Segment Start: LISTED ENTRIES

/// Identifies the subagent a gadget-scoped hook fires inside of.
#[derive(Debug, Clone, PartialEq, Eq)]
pub struct SubagentContext {
    /// Invocation id of the gadget that spawned the subagent.
    pub parent_invocation_id: String,
    /// Depth of the subagent's LLM calls in the execution tree.
    pub depth: usize,
}

/// An ordered set of hooks with dispatch helpers.
#[derive(Default)]
pub struct HookSet {
    observers: Vec<Arc<dyn Observer>>,
    interceptors: Vec<Arc<dyn Interceptor>>,
    controllers: Vec<Arc<dyn Controller>>,
    observer_failures: AtomicUsize,
}

impl std::fmt::Debug for HookSet {
    fn fmt(&self, f: &mut std::fmt::Formatter<'_>) -> std::fmt::Result {
        f.debug_struct("HookSet")
            .field("observers", &self.observers.len())
            .field("interceptors", &self.interceptors.len())
            .field("controllers", &self.controllers.len())
            .field("observer_failures", &self.observer_failure_count())
            .finish()
    }
}

impl HookSet {
    /// Create an empty hook set.
    #[must_use]
    pub fn new() -> Self {
        Self::default()
    }

    /// Register an observer.
    #[must_use]
    pub fn with_observer(mut self, observer: Arc<dyn Observer>) -> Self {
        self.observers.push(observer);
        self
    }

    /// Register an interceptor.
    #[must_use]
    pub fn with_interceptor(mut self, interceptor: Arc<dyn Interceptor>) -> Self {
        self.interceptors.push(interceptor);
        self
    }

    /// Register a controller.
    #[must_use]
    pub fn with_controller(mut self, controller: Arc<dyn Controller>) -> Self {
        self.controllers.push(controller);
        self
    }

    /// Observer errors isolated so far.
    #[must_use]
    pub fn observer_failure_count(&self) -> usize {
        self.observer_failures.load(Ordering::Relaxed)
    }

    fn settle(&self, stage: &'static str, results: Vec<HookResult>) {
        for result in results {
            if let Err(e) = result {
                self.observer_failures.fetch_add(1, Ordering::Relaxed);
                warn!(stage, error = %e, "observer failed; isolated");
            }
        }
    }

    // -- Interceptors ------------------------------------------------------

    /// Transform (or drop) a raw chunk.
    #[must_use]
    pub fn intercept_raw_chunk(&self, chunk: Chunk) -> Option<Chunk> {
        self.interceptors
            .iter()
            .try_fold(chunk, |chunk, i| i.raw_chunk(chunk))
    }

    /// Transform (or drop) a text fragment.
    #[must_use]
    pub fn intercept_text_chunk(&self, text: String) -> Option<String> {
        self.interceptors
            .iter()
            .try_fold(text, |text, i| i.text_chunk(text))
    }

    /// Transform gadget parameters before execution.
    #[must_use]
    pub fn intercept_gadget_parameters(
        &self,
        gadget_name: &str,
        params: Value,
        ctx: Option<&SubagentContext>,
    ) -> Value {
        self.interceptors
            .iter()
            .fold(params, |params, i| i.gadget_parameters(gadget_name, params, ctx))
    }

    /// Transform a gadget result string.
    #[must_use]
    pub fn intercept_gadget_result(
        &self,
        gadget_name: &str,
        result: String,
        ctx: Option<&SubagentContext>,
    ) -> String {
        self.interceptors
            .iter()
            .fold(result, |result, i| i.gadget_result(gadget_name, result, ctx))
    }

    /// Transform the accumulated assistant message at end of stream.
    #[must_use]
    pub fn intercept_assistant_message(&self, message: String) -> String {
        self.interceptors
            .iter()
            .fold(message, |message, i| i.assistant_message(message))
    }

    // -- Observers ---------------------------------------------------------

    /// Dispatch `on_stream_chunk` to all observers concurrently.
    pub async fn notify_stream_chunk(&self, chunk: &Chunk, ctx: Option<&SubagentContext>) {
        let results = join_all(self.observers.iter().map(|o| o.on_stream_chunk(chunk, ctx))).await;
        self.settle("on_stream_chunk", results);
    }

    /// Dispatch `on_gadget_execution_start`.
    pub async fn notify_gadget_start(
        &self,
        call: &ParsedGadgetCall,
        ctx: Option<&SubagentContext>,
    ) {
        let results = join_all(
            self.observers
                .iter()
                .map(|o| o.on_gadget_execution_start(call, ctx)),
        )
        .await;
        self.settle("on_gadget_execution_start", results);
    }

    /// Dispatch `on_gadget_execution_complete`.
    pub async fn notify_gadget_complete(
        &self,
        result: &GadgetExecutionResult,
        ctx: Option<&SubagentContext>,
    ) {
        let results = join_all(
            self.observers
                .iter()
                .map(|o| o.on_gadget_execution_complete(result, ctx)),
        )
        .await;
        self.settle("on_gadget_execution_complete", results);
    }

    /// Dispatch `on_gadget_skipped`.
    pub async fn notify_gadget_skipped(&self, skip: &GadgetSkip, ctx: Option<&SubagentContext>) {
        let results = join_all(
            self.observers
                .iter()
                .map(|o| o.on_gadget_skipped(skip, ctx)),
        )
        .await;
        self.settle("on_gadget_skipped", results);
    }

    /// Dispatch `on_llm_call_start`.
    pub async fn notify_llm_call_start(&self, iteration: usize, model: &str) {
        let results = join_all(
            self.observers
                .iter()
                .map(|o| o.on_llm_call_start(iteration, model)),
        )
        .await;
        self.settle("on_llm_call_start", results);
    }

    /// Dispatch `on_llm_call_ready`.
    pub async fn notify_llm_call_ready(&self, iteration: usize, model: &str) {
        let results = join_all(
            self.observers
                .iter()
                .map(|o| o.on_llm_call_ready(iteration, model)),
        )
        .await;
        self.settle("on_llm_call_ready", results);
    }

    /// Dispatch `on_retry_attempt`.
    pub async fn notify_retry_attempt(
        &self,
        attempt: u32,
        delay: Duration,
        error: &TransportError,
    ) {
        let results = join_all(
            self.observers
                .iter()
                .map(|o| o.on_retry_attempt(attempt, delay, error)),
        )
        .await;
        self.settle("on_retry_attempt", results);
    }

    /// Dispatch `on_rate_limit_throttle`.
    pub async fn notify_rate_limit_throttle(&self, delay: Duration) {
        let results = join_all(
            self.observers
                .iter()
                .map(|o| o.on_rate_limit_throttle(delay)),
        )
        .await;
        self.settle("on_rate_limit_throttle", results);
    }

    /// Dispatch `on_abort`.
    pub async fn notify_abort(&self) {
        let results = join_all(self.observers.iter().map(|o| o.on_abort())).await;
        self.settle("on_abort", results);
    }

    /// Dispatch `on_compaction`.
    pub async fn notify_compaction(&self, event: &CompactionEvent) {
        let results = join_all(self.observers.iter().map(|o| o.on_compaction(event))).await;
        self.settle("on_compaction", results);
    }

    // -- Controllers -------------------------------------------------------

    /// Consult controllers before a gadget executes.
    pub async fn control_before_gadget(
        &self,
        call: &ParsedGadgetCall,
        ctx: Option<&SubagentContext>,
    ) -> Result<GadgetPreAction, Error> {
        for controller in &self.controllers {
            let action = controller
                .before_gadget_execution(call, ctx)
                .await
                .map_err(|e| Error::hook_contract("before_gadget_execution", e))?;
            if !matches!(action, GadgetPreAction::Proceed) {
                return Ok(action);
            }
        }
        Ok(GadgetPreAction::Proceed)
    }

    /// Consult controllers after a gadget executed.
    pub async fn control_after_gadget(
        &self,
        result: &GadgetExecutionResult,
        ctx: Option<&SubagentContext>,
    ) -> Result<GadgetPostAction, Error> {
        for controller in &self.controllers {
            let action = controller
                .after_gadget_execution(result, ctx)
                .await
                .map_err(|e| Error::hook_contract("after_gadget_execution", e))?;
            if !matches!(action, GadgetPostAction::Keep) {
                return Ok(action);
            }
        }
        Ok(GadgetPostAction::Keep)
    }

    /// Consult controllers about a call whose dependency failed.
    pub async fn control_dependency_failure(
        &self,
        call: &ParsedGadgetCall,
        failed_dependency: &str,
        dependency_error: Option<&str>,
        ctx: Option<&SubagentContext>,
    ) -> Result<DependencyAction, Error> {
        for controller in &self.controllers {
            let action = controller
                .on_dependency_failure(call, failed_dependency, dependency_error, ctx)
                .await
                .map_err(|e| Error::hook_contract("on_dependency_failure", e))?;
            if !matches!(action, DependencyAction::Skip) {
                return Ok(action);
            }
        }
        Ok(DependencyAction::Skip)
    }

    /// Consult controllers before an LLM call.
    pub async fn control_before_llm_call(
        &self,
        iteration: usize,
        request: &LlmRequest,
    ) -> Result<LlmPreAction, Error> {
        for controller in &self.controllers {
            let action = controller
                .before_llm_call(iteration, request)
                .await
                .map_err(|e| Error::hook_contract("before_llm_call", e))?;
            if !matches!(action, LlmPreAction::Proceed) {
                return Ok(action);
            }
        }
        Ok(LlmPreAction::Proceed)
    }

    /// Consult controllers after an LLM call completed.
    pub async fn control_after_llm_call(
        &self,
        iteration: usize,
        final_message: &str,
    ) -> Result<LlmPostAction, Error> {
        for controller in &self.controllers {
            let action = controller
                .after_llm_call(iteration, final_message)
                .await
                .map_err(|e| Error::hook_contract("after_llm_call", e))?;
            if !matches!(action, LlmPostAction::Continue) {
                return Ok(action);
            }
        }
        Ok(LlmPostAction::Continue)
    }

    /// Consult controllers after an LLM call failed terminally.
    pub async fn control_after_llm_error(
        &self,
        iteration: usize,
        error: &TransportError,
    ) -> Result<LlmErrorAction, Error> {
        for controller in &self.controllers {
            let action = controller
                .after_llm_error(iteration, error)
                .await
                .map_err(|e| Error::hook_contract("after_llm_error", e))?;
            if !matches!(action, LlmErrorAction::Surface) {
                return Ok(action);
            }
        }
        Ok(LlmErrorAction::Surface)
    }
}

Segment End: LISTED ENTRIES

EXERCISE OBJECTIVE:
Across the listing above, report every line where "Continue" occurs.

WRITTEN REPLY:
            if !matches!(action, LlmPostAction::Continue) {
        Ok(LlmPostAction::Continue)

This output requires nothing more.